//! Durable-queue reader
//!
//! Consumes one topic through a named consumer group and exposes the decoded
//! records as a channel pair, mirroring the dispatcher's select loop shape:
//! one channel of records, one channel of terminal errors.
//!
//! At-least-once delivery: the offset for a message is stored only after the
//! decoded record has been handed off downstream, and stored offsets are
//! committed on the configured interval. A crash between hand-off and commit
//! redelivers the record on restart; it is never lost.

use std::marker::PhantomData;
use std::time::Duration;

use rdkafka::config::ClientConfig;
use rdkafka::consumer::{Consumer, StreamConsumer};
use rdkafka::Message;
use tokio::sync::mpsc;
use tokio_util::sync::CancellationToken;
use tracing::{debug, error};

use crate::broker::decode::{self, DecodePolicy, SkipAndLog};
use crate::config::{ReaderConfig, StartOffset};
use crate::error::{Error, Result};
use crate::records::Record;

/// Probe deadline for `check_alive`.
const ALIVE_PROBE_TIMEOUT: Duration = Duration::from_secs(2);

/// Generic consumer for one topic.
pub struct Reader<T: Record> {
    consumer: StreamConsumer,
    topic: String,
    policy: Box<dyn DecodePolicy>,
    _kind: PhantomData<fn() -> T>,
}

impl<T: Record> Reader<T> {
    pub fn new(cfg: &ReaderConfig) -> Result<Self> {
        let start_offset = match cfg.start_offset {
            StartOffset::Earliest => "earliest",
            StartOffset::Latest => "latest",
        };

        let consumer: StreamConsumer = ClientConfig::new()
            .set("bootstrap.servers", cfg.brokers.join(","))
            .set("group.id", &cfg.group_id)
            .set("fetch.min.bytes", cfg.min_bytes.to_string())
            .set("fetch.max.bytes", cfg.max_bytes.to_string())
            .set("auto.offset.reset", start_offset)
            // Offsets are stored manually after hand-off; the interval only
            // drives how often stored offsets are flushed to the broker.
            .set("enable.auto.commit", "true")
            .set("auto.commit.interval.ms", cfg.commit_interval_ms.to_string())
            .set("enable.auto.offset.store", "false")
            .set("enable.partition.eof", "false")
            .create()?;

        consumer.subscribe(&[cfg.topic.as_str()])?;

        Ok(Reader {
            consumer,
            topic: cfg.topic.clone(),
            policy: Box::new(SkipAndLog),
            _kind: PhantomData,
        })
    }

    /// Replace the malformed-record policy (e.g. with a dead-letter producer).
    pub fn with_decode_policy(mut self, policy: Box<dyn DecodePolicy>) -> Self {
        self.policy = policy;
        self
    }

    /// Bounded-timeout connectivity probe against the broker.
    pub fn check_alive(&self) -> Result<()> {
        self.consumer
            .fetch_metadata(None, ALIVE_PROBE_TIMEOUT)
            .map(|_| ())
            .map_err(Error::from)
    }

    /// Start consuming. Returns the record stream and the error stream; both
    /// close when `cancel` fires or the broker connection fails
    /// unrecoverably.
    pub fn messages(
        self,
        cancel: CancellationToken,
    ) -> (mpsc::Receiver<T>, mpsc::Receiver<Error>) {
        // Capacity 1 keeps the hand-off tight: the offset for a record is
        // stored as soon as the downstream has taken it, not earlier.
        let (record_tx, record_rx) = mpsc::channel::<T>(1);
        let (err_tx, err_rx) = mpsc::channel::<Error>(1);

        let Reader {
            consumer,
            topic,
            policy,
            ..
        } = self;

        tokio::spawn(async move {
            loop {
                let message = tokio::select! {
                    _ = cancel.cancelled() => {
                        debug!(topic, "reader cancelled");
                        break;
                    }
                    res = consumer.recv() => match res {
                        Ok(m) => m,
                        Err(e) => {
                            error!(topic, error = %e, "broker consume failed");
                            let _ = err_tx.send(e.into()).await;
                            break;
                        }
                    },
                };

                let payload = message.payload().unwrap_or_default();
                let record = match decode::decode::<T>(payload) {
                    Ok(record) => record,
                    Err(e) => {
                        policy.on_malformed(&topic, &e);
                        continue;
                    }
                };

                if record_tx.send(record).await.is_err() {
                    // Downstream hung up; stop without storing the offset so
                    // the record is redelivered.
                    break;
                }

                if let Err(e) = consumer.store_offset_from_message(&message) {
                    error!(topic, error = %e, "failed to store offset");
                    let _ = err_tx.send(e.into()).await;
                    break;
                }
            }
        });

        (record_rx, err_rx)
    }
}
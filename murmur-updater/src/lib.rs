//! murmur-updater library
//!
//! Status consistency enforcement: consumes all three stage topics and
//! applies exactly one consistency-checked transition per record to the
//! metadata store.

pub mod config;
pub mod enforcer;
//! Record decoding and the malformed-record policy
//!
//! Malformed payloads are dropped, not dead-lettered. The drop behavior
//! lives behind `DecodePolicy` so a dead-letter producer can replace
//! `SkipAndLog` without touching the reader loop.

use tracing::warn;

use crate::error::{Error, Result};
use crate::records::Record;

/// Decode one payload against the topic schema.
pub fn decode<T: Record>(payload: &[u8]) -> Result<T> {
    serde_json::from_slice(payload).map_err(|e| Error::MalformedRecord(e.to_string()))
}

/// What the reader does with a payload that fails to decode.
pub trait DecodePolicy: Send + Sync + 'static {
    fn on_malformed(&self, topic: &str, error: &Error);
}

/// Default policy: log the record and keep consuming.
pub struct SkipAndLog;

impl DecodePolicy for SkipAndLog {
    fn on_malformed(&self, topic: &str, error: &Error) {
        warn!(topic, %error, "dropping malformed record");
    }
}

#[cfg(test)]
mod tests {
    use super::*;
    use crate::records::TranscribedRecord;

    #[test]
    fn decode_valid_payload() {
        let payload = br#"{"uuid":"550e8400-e29b-41d4-a716-446655440000","text":"hi","language":"en"}"#;
        let rec: TranscribedRecord = decode(payload).unwrap();
        assert_eq!(rec.text, "hi");
        assert_eq!(rec.language, "en");
    }

    #[test]
    fn decode_malformed_payload() {
        let err = decode::<TranscribedRecord>(b"not json").unwrap_err();
        assert!(matches!(err, Error::MalformedRecord(_)));
    }

    #[test]
    fn decode_wrong_schema() {
        // Valid JSON, wrong fields for the topic
        let err = decode::<TranscribedRecord>(br#"{"foo": 1}"#).unwrap_err();
        assert!(matches!(err, Error::MalformedRecord(_)));
    }
}
//! Errors raised while locating and splitting feature files.

use std::io;

use camino::Utf8PathBuf;
use thiserror::Error;

/// Errors surfaced while splitting a feature file into scenarios.
#[derive(Debug, Error)]
pub enum SplitError {
    /// The feature text is not valid Gherkin.
    #[error("failed to parse feature `{feature}`: {source}")]
    Parse {
        /// Name of the feature being split.
        feature: String,
        /// Error reported by the Gherkin parser.
        #[source]
        source: gherkin::ParseError,
    },
    /// No scenario starts on the requested line.
    #[error("feature `{feature}` has no scenario on line {line}")]
    LineNotFound {
        /// Name of the feature being split.
        feature: String,
        /// Requested one-based line number.
        line: usize,
    },
}

/// Errors surfaced while collecting source feature files.
#[derive(Debug, Error)]
pub enum SourceError {
    /// The source path does not exist or cannot be inspected.
    #[error("cannot access source features `{path}`: {source}")]
    Access {
        /// Path that was inspected.
        path: Utf8PathBuf,
        /// Underlying I/O error.
        #[source]
        source: io::Error,
    },
    /// The source path is a file without the `.feature` extension.
    #[error("source `{0}` is not a .feature file")]
    NotAFeatureFile(Utf8PathBuf),
}

#[cfg(test)]
mod tests {
    use super::*;

    #[test]
    fn line_not_found_names_feature_and_line() {
        let err = SplitError::LineNotFound {
            feature: "login".to_owned(),
            line: 12,
        };
        assert_eq!(err.to_string(), "feature `login` has no scenario on line 12");
    }

    #[test]
    fn access_error_names_path() {
        let err = SourceError::Access {
            path: Utf8PathBuf::from("features/missing"),
            source: io::Error::new(io::ErrorKind::NotFound, "not found"),
        };
        assert_eq!(
            err.to_string(),
            "cannot access source features `features/missing`: not found"
        );
    }
}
──────────
REQUIREMENT |
Find each line in the material above that carries the string "updater", and copy it.

RESULT |
filename murmur-updater/src/lib.rs
//! murmur-updater library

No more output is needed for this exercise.